• Task to carry out: Take the data below and extract the lines from the one with "use crate::domain::context::client_ip;" to the one with "Redis is unreachable.", inclusive, exactly as written.

• Source records:
● ● ● ● ●

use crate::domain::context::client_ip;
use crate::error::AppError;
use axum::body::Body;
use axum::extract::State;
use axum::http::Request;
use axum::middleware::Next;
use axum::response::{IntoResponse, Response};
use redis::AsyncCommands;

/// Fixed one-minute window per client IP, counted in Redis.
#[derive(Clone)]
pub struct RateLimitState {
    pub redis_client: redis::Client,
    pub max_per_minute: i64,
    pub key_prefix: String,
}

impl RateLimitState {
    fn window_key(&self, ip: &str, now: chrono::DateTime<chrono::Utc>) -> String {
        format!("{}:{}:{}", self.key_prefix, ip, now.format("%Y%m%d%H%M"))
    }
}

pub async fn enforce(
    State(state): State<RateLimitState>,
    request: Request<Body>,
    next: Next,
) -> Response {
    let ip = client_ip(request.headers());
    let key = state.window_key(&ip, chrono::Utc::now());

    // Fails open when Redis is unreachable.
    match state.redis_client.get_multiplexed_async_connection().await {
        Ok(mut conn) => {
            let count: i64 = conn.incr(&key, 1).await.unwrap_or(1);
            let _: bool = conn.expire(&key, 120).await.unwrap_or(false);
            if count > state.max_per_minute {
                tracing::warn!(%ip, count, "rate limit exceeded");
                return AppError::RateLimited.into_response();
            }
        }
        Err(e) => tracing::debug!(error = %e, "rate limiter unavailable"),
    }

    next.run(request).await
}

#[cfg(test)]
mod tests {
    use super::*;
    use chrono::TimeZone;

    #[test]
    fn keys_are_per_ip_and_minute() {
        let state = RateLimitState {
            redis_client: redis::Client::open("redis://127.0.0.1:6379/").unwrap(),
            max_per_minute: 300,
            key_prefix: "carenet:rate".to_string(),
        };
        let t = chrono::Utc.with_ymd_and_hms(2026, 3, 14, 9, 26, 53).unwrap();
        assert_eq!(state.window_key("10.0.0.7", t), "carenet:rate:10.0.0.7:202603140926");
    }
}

● ● ● ● ●

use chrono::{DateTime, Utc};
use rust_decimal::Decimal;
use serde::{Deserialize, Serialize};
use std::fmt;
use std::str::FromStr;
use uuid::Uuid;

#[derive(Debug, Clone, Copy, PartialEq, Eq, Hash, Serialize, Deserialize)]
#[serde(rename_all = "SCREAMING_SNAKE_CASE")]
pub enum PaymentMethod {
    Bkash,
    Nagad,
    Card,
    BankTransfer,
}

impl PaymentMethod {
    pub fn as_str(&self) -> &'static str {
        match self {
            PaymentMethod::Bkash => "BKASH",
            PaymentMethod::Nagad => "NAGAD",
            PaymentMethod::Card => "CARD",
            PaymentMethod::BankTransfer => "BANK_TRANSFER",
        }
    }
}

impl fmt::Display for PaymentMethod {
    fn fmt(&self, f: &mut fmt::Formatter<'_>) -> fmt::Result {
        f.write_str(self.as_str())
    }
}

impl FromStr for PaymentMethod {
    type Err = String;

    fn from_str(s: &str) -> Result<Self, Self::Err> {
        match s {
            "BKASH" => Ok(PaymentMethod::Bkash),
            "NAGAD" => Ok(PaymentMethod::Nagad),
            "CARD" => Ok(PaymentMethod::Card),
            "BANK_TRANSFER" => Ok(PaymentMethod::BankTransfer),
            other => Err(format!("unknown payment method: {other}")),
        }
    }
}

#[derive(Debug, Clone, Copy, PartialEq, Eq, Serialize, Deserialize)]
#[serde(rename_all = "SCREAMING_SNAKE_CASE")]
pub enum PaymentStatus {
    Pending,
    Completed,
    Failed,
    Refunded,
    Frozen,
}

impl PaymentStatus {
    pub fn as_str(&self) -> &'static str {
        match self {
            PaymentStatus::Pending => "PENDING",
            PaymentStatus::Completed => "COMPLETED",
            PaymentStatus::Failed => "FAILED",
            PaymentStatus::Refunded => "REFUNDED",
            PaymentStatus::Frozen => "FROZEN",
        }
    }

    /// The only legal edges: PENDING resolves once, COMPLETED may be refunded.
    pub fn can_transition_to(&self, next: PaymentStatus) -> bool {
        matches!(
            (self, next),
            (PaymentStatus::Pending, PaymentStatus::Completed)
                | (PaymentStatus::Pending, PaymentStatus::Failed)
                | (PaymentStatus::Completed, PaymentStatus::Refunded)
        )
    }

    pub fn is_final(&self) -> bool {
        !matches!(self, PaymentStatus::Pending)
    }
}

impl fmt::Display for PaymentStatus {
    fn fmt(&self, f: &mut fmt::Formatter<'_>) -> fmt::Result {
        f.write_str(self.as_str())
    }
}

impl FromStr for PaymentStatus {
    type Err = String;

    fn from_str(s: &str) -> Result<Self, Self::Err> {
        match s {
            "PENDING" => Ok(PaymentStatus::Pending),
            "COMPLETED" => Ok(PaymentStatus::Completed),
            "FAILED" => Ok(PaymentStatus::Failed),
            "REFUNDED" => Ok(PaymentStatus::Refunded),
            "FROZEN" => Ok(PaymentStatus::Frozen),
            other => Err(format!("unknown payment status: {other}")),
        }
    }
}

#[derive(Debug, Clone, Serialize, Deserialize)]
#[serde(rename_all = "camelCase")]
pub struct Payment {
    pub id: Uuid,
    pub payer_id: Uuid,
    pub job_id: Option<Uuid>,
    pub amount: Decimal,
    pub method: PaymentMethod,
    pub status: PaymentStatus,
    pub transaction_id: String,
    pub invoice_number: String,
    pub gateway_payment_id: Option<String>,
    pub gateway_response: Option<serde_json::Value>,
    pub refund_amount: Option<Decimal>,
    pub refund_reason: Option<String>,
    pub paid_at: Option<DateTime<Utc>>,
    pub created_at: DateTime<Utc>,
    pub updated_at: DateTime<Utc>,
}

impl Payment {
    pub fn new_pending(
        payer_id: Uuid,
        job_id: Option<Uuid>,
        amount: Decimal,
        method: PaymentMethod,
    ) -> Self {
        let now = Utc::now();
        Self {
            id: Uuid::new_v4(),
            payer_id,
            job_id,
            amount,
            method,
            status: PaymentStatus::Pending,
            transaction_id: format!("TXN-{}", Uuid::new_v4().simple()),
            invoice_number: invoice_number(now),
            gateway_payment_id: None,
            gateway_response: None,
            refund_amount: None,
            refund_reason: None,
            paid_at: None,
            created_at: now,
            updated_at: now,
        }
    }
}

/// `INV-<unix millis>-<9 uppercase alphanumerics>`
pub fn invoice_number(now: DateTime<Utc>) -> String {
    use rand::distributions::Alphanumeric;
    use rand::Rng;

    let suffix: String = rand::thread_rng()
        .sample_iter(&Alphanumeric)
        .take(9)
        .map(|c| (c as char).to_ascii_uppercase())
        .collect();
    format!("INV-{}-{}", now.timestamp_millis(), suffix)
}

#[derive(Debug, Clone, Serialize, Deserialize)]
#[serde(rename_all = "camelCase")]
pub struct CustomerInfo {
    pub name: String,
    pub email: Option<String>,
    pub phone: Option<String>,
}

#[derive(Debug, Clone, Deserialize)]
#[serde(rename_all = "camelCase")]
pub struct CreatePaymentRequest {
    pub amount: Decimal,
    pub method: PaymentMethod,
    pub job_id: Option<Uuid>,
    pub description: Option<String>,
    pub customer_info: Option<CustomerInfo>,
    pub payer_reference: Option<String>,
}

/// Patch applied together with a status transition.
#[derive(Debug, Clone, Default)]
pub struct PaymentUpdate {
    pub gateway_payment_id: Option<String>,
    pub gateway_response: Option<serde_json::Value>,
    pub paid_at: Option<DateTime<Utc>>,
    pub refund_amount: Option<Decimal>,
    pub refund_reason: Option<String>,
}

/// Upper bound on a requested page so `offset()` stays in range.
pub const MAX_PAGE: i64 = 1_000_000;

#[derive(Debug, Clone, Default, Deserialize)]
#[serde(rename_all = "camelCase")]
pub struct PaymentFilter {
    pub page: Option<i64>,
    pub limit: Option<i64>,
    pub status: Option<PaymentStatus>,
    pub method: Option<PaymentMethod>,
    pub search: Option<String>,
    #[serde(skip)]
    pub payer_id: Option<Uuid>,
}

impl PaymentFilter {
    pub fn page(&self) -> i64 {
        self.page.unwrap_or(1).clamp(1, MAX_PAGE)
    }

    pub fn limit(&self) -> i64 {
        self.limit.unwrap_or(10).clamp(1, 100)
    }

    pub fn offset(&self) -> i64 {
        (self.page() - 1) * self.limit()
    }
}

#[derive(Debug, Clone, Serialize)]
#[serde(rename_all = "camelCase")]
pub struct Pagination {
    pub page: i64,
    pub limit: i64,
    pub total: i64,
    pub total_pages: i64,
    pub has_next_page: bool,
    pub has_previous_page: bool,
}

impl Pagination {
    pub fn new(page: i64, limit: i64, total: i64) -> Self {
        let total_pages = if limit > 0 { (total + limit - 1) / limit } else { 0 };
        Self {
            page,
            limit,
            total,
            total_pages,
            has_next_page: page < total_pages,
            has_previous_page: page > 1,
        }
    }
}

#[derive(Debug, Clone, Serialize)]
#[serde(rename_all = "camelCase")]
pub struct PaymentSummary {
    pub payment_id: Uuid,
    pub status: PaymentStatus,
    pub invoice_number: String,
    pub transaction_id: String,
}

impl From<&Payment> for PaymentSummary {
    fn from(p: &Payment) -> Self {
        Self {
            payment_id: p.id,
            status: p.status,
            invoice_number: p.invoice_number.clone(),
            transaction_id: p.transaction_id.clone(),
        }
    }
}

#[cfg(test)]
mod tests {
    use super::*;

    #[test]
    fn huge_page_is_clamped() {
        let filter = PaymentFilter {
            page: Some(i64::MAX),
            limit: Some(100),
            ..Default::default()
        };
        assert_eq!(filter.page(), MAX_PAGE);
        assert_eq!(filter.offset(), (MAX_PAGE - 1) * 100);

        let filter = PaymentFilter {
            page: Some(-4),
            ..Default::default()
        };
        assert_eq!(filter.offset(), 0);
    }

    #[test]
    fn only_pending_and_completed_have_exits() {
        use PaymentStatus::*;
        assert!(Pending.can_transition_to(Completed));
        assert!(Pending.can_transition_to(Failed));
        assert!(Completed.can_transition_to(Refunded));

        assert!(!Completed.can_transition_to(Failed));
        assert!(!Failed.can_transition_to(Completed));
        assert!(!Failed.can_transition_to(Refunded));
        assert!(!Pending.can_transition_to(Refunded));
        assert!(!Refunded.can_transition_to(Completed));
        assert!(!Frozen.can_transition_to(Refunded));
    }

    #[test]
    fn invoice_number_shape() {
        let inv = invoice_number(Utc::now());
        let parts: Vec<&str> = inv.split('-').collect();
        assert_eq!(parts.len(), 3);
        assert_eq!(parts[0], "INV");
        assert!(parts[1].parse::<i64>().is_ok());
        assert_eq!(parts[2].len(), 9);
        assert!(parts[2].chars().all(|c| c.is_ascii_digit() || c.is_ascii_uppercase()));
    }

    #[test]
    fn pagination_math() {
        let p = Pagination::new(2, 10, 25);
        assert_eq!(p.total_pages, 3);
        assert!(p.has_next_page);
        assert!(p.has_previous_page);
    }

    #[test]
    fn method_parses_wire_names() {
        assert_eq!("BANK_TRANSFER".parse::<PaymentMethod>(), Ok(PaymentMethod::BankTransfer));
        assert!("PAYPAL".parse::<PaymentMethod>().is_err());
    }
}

● ● ● ● ●

• Task answer:
use crate::domain::context::client_ip;
use crate::error::AppError;
use axum::body::Body;
use axum::extract::State;
use axum::http::Request;
use axum::middleware::Next;
use axum::response::{IntoResponse, Response};
use redis::AsyncCommands;

/// Fixed one-minute window per client IP, counted in Redis.
#[derive(Clone)]
pub struct RateLimitState {
    pub redis_client: redis::Client,
    pub max_per_minute: i64,
    pub key_prefix: String,
}

impl RateLimitState {
    fn window_key(&self, ip: &str, now: chrono::DateTime<chrono::Utc>) -> String {
        format!("{}:{}:{}", self.key_prefix, ip, now.format("%Y%m%d%H%M"))
    }
}

pub async fn enforce(
    State(state): State<RateLimitState>,
    request: Request<Body>,
    next: Next,
) -> Response {
    let ip = client_ip(request.headers());
    let key = state.window_key(&ip, chrono::Utc::now());

    // Fails open when Redis is unreachable.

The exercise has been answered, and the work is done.